There are strong common-sense reasons why people should embrace COVID-19 vaccination. It lessens the likelihood of death or severe illness from the coronavirus. And it is an important route towards a reopening of the economy and normality in the society, including a full return to face-to-face teaching in schools, especially given the Government’s declared policy of affording classroom priority to vaccinated students when the new school year begins next month.

But as we have suggested before, the Government can contribute to achieving its policy prescription in three significant ways. First, it has to make the vaccines easily accessible, which appears to be its intention. Second, it must work harder at co-opting pro-vaccine messengers who are credible to young people. Third, that message must be simple, clear, fact-based and delivered, in addition to the traditional outlets, on platforms where young people, including students, increasingly find their information.

ENFORCE PROTOCOLS

However, even as the Government encourages Jamaicans to take the vaccines, it has to redouble its promotion of other methods of resisting COVID-19 which are in its arsenal, but which it has deployed neither robustly nor effectively. The administration has not been aggressive in enforcing its mandates for wearing masks and physical distancing. This, admittedly, requires hard, concentrated effort and ongoing, effective communication. Instead, the Government has preferred sweeping, rather than targeted, lockdowns when COVID-19 cases spiral – as is again the situation.

The latest surge of the epidemic, Jamaica’s so-called third wave, underlines a new dimension to this disease which requires new thinking about COVID-19 and, therefore, new ways of combating the virus. The health authorities confirmed that the Delta variant, a more virulent mutation of the coronavirus, has reached Jamaica.

Its effect is evident in the data. In the first 20 days of August there were 8,045 new COVID-19 cases, an increase of 15 per cent since the end of July. That is an average of more than 400 cases a day, including a high of 794 reported on Friday. Before August, the previous daily high was 381 cases on April 10, or 48 per cent of Friday’s amount.

Further, the rate at which Jamaicans are dying from COVID-19 has accelerated rapidly. Between the start of August and last Friday, 20 days, 175 people died from COVID-19, which is a third (33.6 per cent) more than June and 51 per cent more than July. And not only are younger people contracting the disease, they are also dying from it.

For instance, of the 85 reported COVID-19 deaths in the first 11 days of August, 19 (28 per cent) were under 50, including five (six per cent) who were in their 30s. Among the 15 deaths reported on Friday, one was a 31-year-old male. Overall, in August, more than 60 per cent of the people who have died are under 70. In other words, COVID-19 is no longer a disease or killer of old people. Its mutated strains are equal-opportunity villains. The Delta variant does not discriminate by age, although younger people, whose immune systems are less compromised, have a better chance.

REDUCES RISK

However, younger people who contract the virus can infect others, including their peers and older people.
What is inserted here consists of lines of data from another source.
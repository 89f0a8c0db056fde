//! Type Registry
//!
//! Arena + canonicalization layer for semantic types.
//! All TypeRef creation and mutation goes through this registry.

use hashbrown::{HashMap, HashSet};
use itertools::Itertools;

use crate::intern::StringId;

use super::types::{
    ArraySizeType, BitPlacement, EnumConstant, FieldLayout, FunctionParameter, LayoutKind, QualType, StructMember,
    Type, TypeKind, TypeLayout, TypeQualifiers, TypeRef,
};

/// Cache key for canonical function types. Parameter names are excluded:
/// they never distinguish function types.
#[derive(Debug, Clone, PartialEq, Eq, Hash)]
struct FnSigKey {
    return_type: QualType,
    params: Vec<QualType>,
    is_variadic: bool,
    is_prototype: bool,
}

/// Cache key for canonical array types.
type ArrayKey = (QualType, ArraySizeType, bool, TypeQualifiers);

/// Central arena & factory for semantic types.
///
/// Invariants:
/// - All TypeRef come from this registry
/// - Types are never removed
/// - Derived types are canonicalized; records and enums have identity
pub struct TypeRegistry {
    types: Vec<Type>,

    // --- Canonicalization caches ---
    pointer_cache: HashMap<QualType, TypeRef>,
    array_cache: HashMap<ArrayKey, TypeRef>,
    function_cache: HashMap<FnSigKey, TypeRef>,

    // Guard against layout recursion through malformed records
    layout_in_progress: HashSet<TypeRef>,

    // --- Common builtin types ---
    pub type_void: TypeRef,
    pub type_bool: TypeRef,
    pub type_char: TypeRef,
    pub type_char_unsigned: TypeRef,
    pub type_short: TypeRef,
    pub type_short_unsigned: TypeRef,
    pub type_int: TypeRef,
    pub type_int_unsigned: TypeRef,
    pub type_long: TypeRef,
    pub type_long_unsigned: TypeRef,
    pub type_long_long: TypeRef,
    pub type_long_long_unsigned: TypeRef,
    pub type_float: TypeRef,
    pub type_double: TypeRef,
    pub type_long_double: TypeRef,
    pub type_error: TypeRef,
}

impl Default for TypeRegistry {
    fn default() -> Self {
        Self::new()
    }
}
fn keyword_map() -> &'static hashbrown::HashMap<StringId, TokenKind> {
    static KEYWORDS: std::sync::OnceLock<hashbrown::HashMap<StringId, TokenKind>> = std::sync::OnceLock::new();
    KEYWORDS.get_or_init(|| {
        let mut m = hashbrown::HashMap::new();
        m.insert(StringId::new("auto"), TokenKind::Auto);
        m.insert(StringId::new("break"), TokenKind::Break);
        m.insert(StringId::new("case"), TokenKind::Case);
        m.insert(StringId::new("char"), TokenKind::Char);
        m.insert(StringId::new("const"), TokenKind::Const);
        m.insert(StringId::new("continue"), TokenKind::Continue);
        m.insert(StringId::new("default"), TokenKind::Default);
        m.insert(StringId::new("do"), TokenKind::Do);
        m.insert(StringId::new("double"), TokenKind::Double);
        m.insert(StringId::new("else"), TokenKind::Else);
        m.insert(StringId::new("enum"), TokenKind::Enum);
        m.insert(StringId::new("extern"), TokenKind::Extern);
        m.insert(StringId::new("float"), TokenKind::Float);
        m.insert(StringId::new("for"), TokenKind::For);
        m.insert(StringId::new("goto"), TokenKind::Goto);
        m.insert(StringId::new("if"), TokenKind::If);
        m.insert(StringId::new("inline"), TokenKind::Inline);
        m.insert(StringId::new("int"), TokenKind::Int);
        m.insert(StringId::new("long"), TokenKind::Long);
        m.insert(StringId::new("register"), TokenKind::Register);
        m.insert(StringId::new("restrict"), TokenKind::Restrict);
        m.insert(StringId::new("return"), TokenKind::Return);
        m.insert(StringId::new("short"), TokenKind::Short);
        m.insert(StringId::new("signed"), TokenKind::Signed);
        m.insert(StringId::new("sizeof"), TokenKind::Sizeof);
        m.insert(StringId::new("static"), TokenKind::Static);
        m.insert(StringId::new("struct"), TokenKind::Struct);
        m.insert(StringId::new("switch"), TokenKind::Switch);
        m.insert(StringId::new("typedef"), TokenKind::Typedef);
        m.insert(StringId::new("union"), TokenKind::Union);
        m.insert(StringId::new("unsigned"), TokenKind::Unsigned);
        m.insert(StringId::new("void"), TokenKind::Void);
        m.insert(StringId::new("volatile"), TokenKind::Volatile);
        m.insert(StringId::new("while"), TokenKind::While);
        m.insert(StringId::new("_Bool"), TokenKind::Bool);
        m
    })
}

/// Byte-level scanner producing the full token stream for one file.
///
/// The input is already preprocessed C; a `#` anywhere is reported with a
/// hint to run a preprocessor first.
pub struct Lexer<'src> {
    buffer: &'src [u8],
    pos: usize,
    source_id: SourceId,
    tokens: Vec<Token>,
}
#[test]
fn integer_promotions() {
    let reg = TypeRegistry::new();
    let q = QualType::unqualified;

    assert_eq!(reg.integer_promote(q(reg.type_char)), q(reg.type_int));
    assert_eq!(reg.integer_promote(q(reg.type_short_unsigned)), q(reg.type_int));
    assert_eq!(reg.integer_promote(q(reg.type_bool)), q(reg.type_int));
    assert_eq!(reg.integer_promote(q(reg.type_int_unsigned)), q(reg.type_int_unsigned));
    assert_eq!(reg.integer_promote(q(reg.type_long)), q(reg.type_long));

    // Promotion drops qualifiers
    let const_int = q(reg.type_int).with_qualifiers(TypeQualifiers::CONST);
    assert_eq!(reg.integer_promote(const_int), q(reg.type_int));

    assert_eq!(reg.default_argument_promote(q(reg.type_float)), q(reg.type_double));
    assert_eq!(reg.default_argument_promote(q(reg.type_char)), q(reg.type_int));
}

#[test]
fn usual_arithmetic_conversions() {
    let reg = TypeRegistry::new();
    let q = QualType::unqualified;
    let uac = |a, b| reg.usual_arithmetic_conversion(q(a), q(b));

    // Floating point dominates
    assert_eq!(uac(reg.type_int, reg.type_double), q(reg.type_double));
    assert_eq!(uac(reg.type_float, reg.type_long), q(reg.type_float));
    assert_eq!(uac(reg.type_long_double, reg.type_double), q(reg.type_long_double));

    // Sub-int operands promote first
    assert_eq!(uac(reg.type_char, reg.type_char), q(reg.type_int));
    assert_eq!(uac(reg.type_short, reg.type_int_unsigned), q(reg.type_int_unsigned));

    // Same rank, mixed signedness: unsigned wins
    assert_eq!(uac(reg.type_int, reg.type_int_unsigned), q(reg.type_int_unsigned));
    assert_eq!(uac(reg.type_long, reg.type_long_unsigned), q(reg.type_long_unsigned));

    // Strictly wider signed type absorbs the unsigned operand
    assert_eq!(uac(reg.type_int_unsigned, reg.type_long), q(reg.type_long));

    // Signed rank above unsigned but same width: unsigned counterpart
    assert_eq!(
        uac(reg.type_long_long, reg.type_long_unsigned),
        q(reg.type_long_long_unsigned)
    );
}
Vaccination is not a foolproof method against COVID-19, or, for that matter, against any other disease. But the data indicates that the available vaccines significantly reduce the likelihood of people contracting COVID-19. When vaccinated people do contract the virus (the so-called breakthrough cases), the prospect of their becoming seriously ill is greatly lessened. This is the background against which health experts, globally, say that COVID-19 is now primarily a pandemic of the unvaccinated and why it makes sense for Jamaicans to take the vaccines.

The Government’s calculation in giving priority to vaccinated children to return to the classroom is obvious. The policy is to protect students from each other and teachers from students, and vice versa. On the face of it, the 208,000 doses of Pfizer vaccines (the one recommended for children) Jamaica now has in hand is just sufficient to provide all secondary students with their first of the two jabs required for full vaccination. It expects to have more in time to administer the second dose.

We hope that this goes well. But there will be children who for various reasons, including because of the objections of their parents, will remain unvaccinated. Many of these children will be among the 120,000 students who were lost to the system during the attempt at online teaching. The online engagement of some other students, who either did not have Internet connectivity or could not afford it continuously, was sporadic. It is also clear that in-class teaching is the more efficient way to deliver education.

In the circumstances, Jamaica has a significant amount of catching up to do, or face the possibility of a large swathe of the 2020 and 2021 cohorts becoming something of a lost generation of students. Vaccinating students, teachers and Jamaicans generally is part of the solution. So, too, is the robust enforcement of other measures, like the wearing of masks and limiting crowds in non-critical circumstances.